▶ [Material shown]
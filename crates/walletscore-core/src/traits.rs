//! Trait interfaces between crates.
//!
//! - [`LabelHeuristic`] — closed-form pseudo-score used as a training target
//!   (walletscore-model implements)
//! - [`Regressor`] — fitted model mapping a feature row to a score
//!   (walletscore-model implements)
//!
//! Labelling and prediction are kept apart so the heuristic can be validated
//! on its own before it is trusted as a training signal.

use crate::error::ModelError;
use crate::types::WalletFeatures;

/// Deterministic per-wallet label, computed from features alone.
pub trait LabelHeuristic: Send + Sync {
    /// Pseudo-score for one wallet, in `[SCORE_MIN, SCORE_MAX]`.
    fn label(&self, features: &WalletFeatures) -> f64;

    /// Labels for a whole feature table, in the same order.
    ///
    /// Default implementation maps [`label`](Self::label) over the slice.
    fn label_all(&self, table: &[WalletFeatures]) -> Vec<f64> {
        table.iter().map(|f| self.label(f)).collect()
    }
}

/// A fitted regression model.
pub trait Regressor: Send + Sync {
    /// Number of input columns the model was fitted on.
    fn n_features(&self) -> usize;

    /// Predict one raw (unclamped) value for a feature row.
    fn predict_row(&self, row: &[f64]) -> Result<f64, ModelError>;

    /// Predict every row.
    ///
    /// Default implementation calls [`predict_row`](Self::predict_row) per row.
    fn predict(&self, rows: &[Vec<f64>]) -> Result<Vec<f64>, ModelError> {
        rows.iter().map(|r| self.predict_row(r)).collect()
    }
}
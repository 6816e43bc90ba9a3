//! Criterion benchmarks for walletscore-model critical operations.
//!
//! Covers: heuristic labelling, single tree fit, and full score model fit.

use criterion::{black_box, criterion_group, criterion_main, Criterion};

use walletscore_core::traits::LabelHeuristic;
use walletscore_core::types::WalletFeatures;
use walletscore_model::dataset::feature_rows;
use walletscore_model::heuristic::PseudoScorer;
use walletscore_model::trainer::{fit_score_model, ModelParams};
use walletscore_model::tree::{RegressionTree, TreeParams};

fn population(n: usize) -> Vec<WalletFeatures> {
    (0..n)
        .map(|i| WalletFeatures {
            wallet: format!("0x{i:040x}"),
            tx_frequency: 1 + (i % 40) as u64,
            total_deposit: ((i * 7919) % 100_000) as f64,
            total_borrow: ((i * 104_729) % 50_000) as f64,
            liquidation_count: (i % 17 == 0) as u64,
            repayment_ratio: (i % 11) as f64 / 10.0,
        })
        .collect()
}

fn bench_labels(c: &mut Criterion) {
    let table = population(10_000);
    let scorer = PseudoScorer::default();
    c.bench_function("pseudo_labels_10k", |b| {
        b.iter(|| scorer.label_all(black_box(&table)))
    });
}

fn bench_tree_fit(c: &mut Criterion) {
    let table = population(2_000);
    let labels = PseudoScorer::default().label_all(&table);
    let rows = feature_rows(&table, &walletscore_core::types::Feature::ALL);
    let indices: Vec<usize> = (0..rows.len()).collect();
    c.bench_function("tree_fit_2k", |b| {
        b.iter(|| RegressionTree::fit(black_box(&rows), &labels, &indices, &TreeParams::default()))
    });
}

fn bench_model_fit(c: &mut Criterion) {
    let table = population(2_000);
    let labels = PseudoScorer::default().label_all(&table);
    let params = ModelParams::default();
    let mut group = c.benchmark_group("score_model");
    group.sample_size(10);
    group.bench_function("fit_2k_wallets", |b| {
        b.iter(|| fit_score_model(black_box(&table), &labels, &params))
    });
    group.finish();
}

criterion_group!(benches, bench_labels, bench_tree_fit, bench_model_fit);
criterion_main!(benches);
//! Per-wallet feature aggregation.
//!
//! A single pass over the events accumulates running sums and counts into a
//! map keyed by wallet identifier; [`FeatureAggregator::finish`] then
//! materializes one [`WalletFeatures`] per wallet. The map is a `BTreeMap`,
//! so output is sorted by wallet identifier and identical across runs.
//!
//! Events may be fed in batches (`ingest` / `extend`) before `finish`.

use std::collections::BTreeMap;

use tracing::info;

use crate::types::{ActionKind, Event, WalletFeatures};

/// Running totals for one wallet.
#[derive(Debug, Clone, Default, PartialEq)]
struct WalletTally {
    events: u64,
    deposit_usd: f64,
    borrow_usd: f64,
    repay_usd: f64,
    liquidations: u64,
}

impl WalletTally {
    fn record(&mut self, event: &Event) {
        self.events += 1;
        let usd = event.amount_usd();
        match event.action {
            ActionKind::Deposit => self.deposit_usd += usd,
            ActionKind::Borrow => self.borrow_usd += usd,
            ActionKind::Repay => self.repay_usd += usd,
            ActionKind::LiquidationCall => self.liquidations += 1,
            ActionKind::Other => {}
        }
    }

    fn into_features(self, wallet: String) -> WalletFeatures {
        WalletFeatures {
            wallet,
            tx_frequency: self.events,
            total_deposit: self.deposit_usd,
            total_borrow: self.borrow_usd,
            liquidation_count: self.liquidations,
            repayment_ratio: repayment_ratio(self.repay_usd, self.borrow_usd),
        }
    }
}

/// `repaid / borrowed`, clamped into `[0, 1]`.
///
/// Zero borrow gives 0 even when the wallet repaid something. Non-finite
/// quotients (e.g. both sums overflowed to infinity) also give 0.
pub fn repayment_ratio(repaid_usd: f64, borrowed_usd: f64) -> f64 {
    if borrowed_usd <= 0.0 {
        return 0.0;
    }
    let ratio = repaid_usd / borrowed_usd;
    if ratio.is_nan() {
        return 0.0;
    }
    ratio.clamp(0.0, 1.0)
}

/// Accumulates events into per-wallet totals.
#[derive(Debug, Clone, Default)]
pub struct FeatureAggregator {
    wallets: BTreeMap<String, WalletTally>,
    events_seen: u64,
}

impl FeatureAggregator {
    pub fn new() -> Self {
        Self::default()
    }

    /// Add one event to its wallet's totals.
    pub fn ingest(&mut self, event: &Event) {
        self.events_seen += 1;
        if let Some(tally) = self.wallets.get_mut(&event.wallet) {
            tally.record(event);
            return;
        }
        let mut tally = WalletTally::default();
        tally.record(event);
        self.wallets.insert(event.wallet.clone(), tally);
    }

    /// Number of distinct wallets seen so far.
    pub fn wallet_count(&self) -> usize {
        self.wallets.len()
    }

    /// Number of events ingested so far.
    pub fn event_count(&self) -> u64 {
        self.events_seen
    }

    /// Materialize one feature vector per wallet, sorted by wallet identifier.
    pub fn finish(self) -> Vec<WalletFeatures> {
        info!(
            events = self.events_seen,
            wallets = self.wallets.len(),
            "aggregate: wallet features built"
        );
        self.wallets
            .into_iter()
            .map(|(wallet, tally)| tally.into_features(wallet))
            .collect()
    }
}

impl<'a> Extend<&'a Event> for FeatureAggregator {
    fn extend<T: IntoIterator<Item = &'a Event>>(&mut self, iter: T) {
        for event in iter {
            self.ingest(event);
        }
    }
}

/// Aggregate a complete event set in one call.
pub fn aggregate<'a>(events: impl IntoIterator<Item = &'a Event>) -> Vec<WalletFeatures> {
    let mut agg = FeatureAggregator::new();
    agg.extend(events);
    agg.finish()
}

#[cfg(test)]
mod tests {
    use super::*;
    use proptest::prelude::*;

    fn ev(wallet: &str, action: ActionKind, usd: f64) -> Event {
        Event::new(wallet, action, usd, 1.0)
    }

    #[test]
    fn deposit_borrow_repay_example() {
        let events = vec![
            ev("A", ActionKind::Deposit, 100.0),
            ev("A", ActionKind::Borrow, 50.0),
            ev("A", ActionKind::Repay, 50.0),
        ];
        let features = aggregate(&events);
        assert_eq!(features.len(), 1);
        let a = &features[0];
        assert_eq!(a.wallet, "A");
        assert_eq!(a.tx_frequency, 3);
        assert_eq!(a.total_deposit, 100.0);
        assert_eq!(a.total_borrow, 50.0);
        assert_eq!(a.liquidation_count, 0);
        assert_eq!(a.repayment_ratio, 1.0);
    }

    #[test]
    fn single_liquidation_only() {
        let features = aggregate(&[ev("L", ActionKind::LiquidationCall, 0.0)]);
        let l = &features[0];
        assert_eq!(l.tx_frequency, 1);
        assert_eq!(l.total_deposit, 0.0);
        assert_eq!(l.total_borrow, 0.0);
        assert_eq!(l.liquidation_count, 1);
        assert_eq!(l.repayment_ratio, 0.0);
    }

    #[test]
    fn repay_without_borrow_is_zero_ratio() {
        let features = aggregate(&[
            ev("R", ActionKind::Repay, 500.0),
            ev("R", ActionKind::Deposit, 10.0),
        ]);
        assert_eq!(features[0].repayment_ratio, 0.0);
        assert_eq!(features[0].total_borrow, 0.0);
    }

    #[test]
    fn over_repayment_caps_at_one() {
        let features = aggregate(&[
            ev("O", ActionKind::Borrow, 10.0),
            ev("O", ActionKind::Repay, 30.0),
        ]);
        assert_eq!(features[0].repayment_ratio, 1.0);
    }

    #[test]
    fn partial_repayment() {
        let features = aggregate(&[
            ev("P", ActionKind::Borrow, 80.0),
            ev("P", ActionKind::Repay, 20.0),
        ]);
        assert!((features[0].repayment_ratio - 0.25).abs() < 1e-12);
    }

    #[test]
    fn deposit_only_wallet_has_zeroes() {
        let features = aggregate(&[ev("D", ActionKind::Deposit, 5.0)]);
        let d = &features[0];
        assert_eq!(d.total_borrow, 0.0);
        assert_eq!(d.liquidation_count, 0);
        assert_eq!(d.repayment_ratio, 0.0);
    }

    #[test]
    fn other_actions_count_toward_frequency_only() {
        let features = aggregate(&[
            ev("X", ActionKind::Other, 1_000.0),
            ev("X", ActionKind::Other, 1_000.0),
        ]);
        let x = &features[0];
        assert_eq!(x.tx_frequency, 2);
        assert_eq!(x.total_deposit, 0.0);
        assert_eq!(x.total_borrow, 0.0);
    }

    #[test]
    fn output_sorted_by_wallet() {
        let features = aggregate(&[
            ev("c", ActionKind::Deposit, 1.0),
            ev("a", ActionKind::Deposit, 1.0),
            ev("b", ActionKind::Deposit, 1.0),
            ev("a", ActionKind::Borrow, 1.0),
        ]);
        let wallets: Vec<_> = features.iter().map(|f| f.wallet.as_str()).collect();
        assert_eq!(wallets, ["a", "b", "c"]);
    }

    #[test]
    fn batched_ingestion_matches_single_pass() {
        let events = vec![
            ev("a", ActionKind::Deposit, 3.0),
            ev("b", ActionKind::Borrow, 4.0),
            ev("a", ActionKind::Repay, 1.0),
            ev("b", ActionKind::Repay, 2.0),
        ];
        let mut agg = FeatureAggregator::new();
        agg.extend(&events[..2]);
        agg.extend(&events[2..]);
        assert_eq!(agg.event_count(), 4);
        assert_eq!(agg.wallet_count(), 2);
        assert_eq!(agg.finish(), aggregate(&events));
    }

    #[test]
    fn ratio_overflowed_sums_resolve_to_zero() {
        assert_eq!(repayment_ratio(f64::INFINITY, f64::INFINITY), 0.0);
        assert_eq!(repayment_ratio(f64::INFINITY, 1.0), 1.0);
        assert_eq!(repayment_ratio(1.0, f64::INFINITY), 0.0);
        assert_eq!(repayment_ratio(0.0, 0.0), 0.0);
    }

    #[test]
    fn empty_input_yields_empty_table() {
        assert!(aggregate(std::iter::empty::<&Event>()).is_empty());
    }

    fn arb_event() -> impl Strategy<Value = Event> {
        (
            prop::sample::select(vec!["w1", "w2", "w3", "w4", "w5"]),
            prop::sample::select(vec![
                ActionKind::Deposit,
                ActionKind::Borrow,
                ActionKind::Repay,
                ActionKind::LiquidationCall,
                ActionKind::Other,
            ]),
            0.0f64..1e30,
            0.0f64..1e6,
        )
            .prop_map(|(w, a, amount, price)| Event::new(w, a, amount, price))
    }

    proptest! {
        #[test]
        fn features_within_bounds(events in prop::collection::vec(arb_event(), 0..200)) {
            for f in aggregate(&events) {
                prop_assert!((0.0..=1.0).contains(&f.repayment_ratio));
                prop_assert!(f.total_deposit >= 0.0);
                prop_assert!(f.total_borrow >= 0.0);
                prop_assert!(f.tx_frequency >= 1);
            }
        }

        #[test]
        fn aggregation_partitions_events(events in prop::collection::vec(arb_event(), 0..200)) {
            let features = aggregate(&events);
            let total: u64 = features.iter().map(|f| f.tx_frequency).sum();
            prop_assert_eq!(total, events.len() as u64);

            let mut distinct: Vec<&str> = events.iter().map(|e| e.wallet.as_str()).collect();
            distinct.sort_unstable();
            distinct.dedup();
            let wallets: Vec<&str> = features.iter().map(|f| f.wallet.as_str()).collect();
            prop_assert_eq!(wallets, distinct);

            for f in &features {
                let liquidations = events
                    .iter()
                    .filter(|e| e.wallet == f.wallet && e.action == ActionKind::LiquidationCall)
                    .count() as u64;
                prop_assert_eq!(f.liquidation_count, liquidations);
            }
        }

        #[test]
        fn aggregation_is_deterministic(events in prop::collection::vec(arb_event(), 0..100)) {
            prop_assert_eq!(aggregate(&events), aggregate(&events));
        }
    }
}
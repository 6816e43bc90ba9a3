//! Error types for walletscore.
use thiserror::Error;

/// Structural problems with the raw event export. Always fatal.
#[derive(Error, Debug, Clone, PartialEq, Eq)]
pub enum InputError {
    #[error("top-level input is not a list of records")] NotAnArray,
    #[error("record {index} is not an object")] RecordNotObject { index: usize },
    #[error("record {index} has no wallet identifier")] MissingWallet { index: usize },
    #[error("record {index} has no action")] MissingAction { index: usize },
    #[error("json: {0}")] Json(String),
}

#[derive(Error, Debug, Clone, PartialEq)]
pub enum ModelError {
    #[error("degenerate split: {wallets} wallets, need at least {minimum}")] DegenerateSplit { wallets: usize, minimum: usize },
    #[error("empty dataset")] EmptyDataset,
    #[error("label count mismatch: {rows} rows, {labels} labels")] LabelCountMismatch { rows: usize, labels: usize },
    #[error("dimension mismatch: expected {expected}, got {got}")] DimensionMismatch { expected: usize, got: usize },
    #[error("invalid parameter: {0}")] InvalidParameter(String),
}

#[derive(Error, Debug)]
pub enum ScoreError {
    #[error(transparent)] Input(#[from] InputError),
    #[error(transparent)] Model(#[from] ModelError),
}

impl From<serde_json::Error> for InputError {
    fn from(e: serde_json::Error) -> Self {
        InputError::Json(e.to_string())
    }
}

▶ [Instructions for the task]
Find every line in the data above that holds the string "FeatureAggregator". Give the number of such lines and nothing else.

▶ [Result of this exercise]
6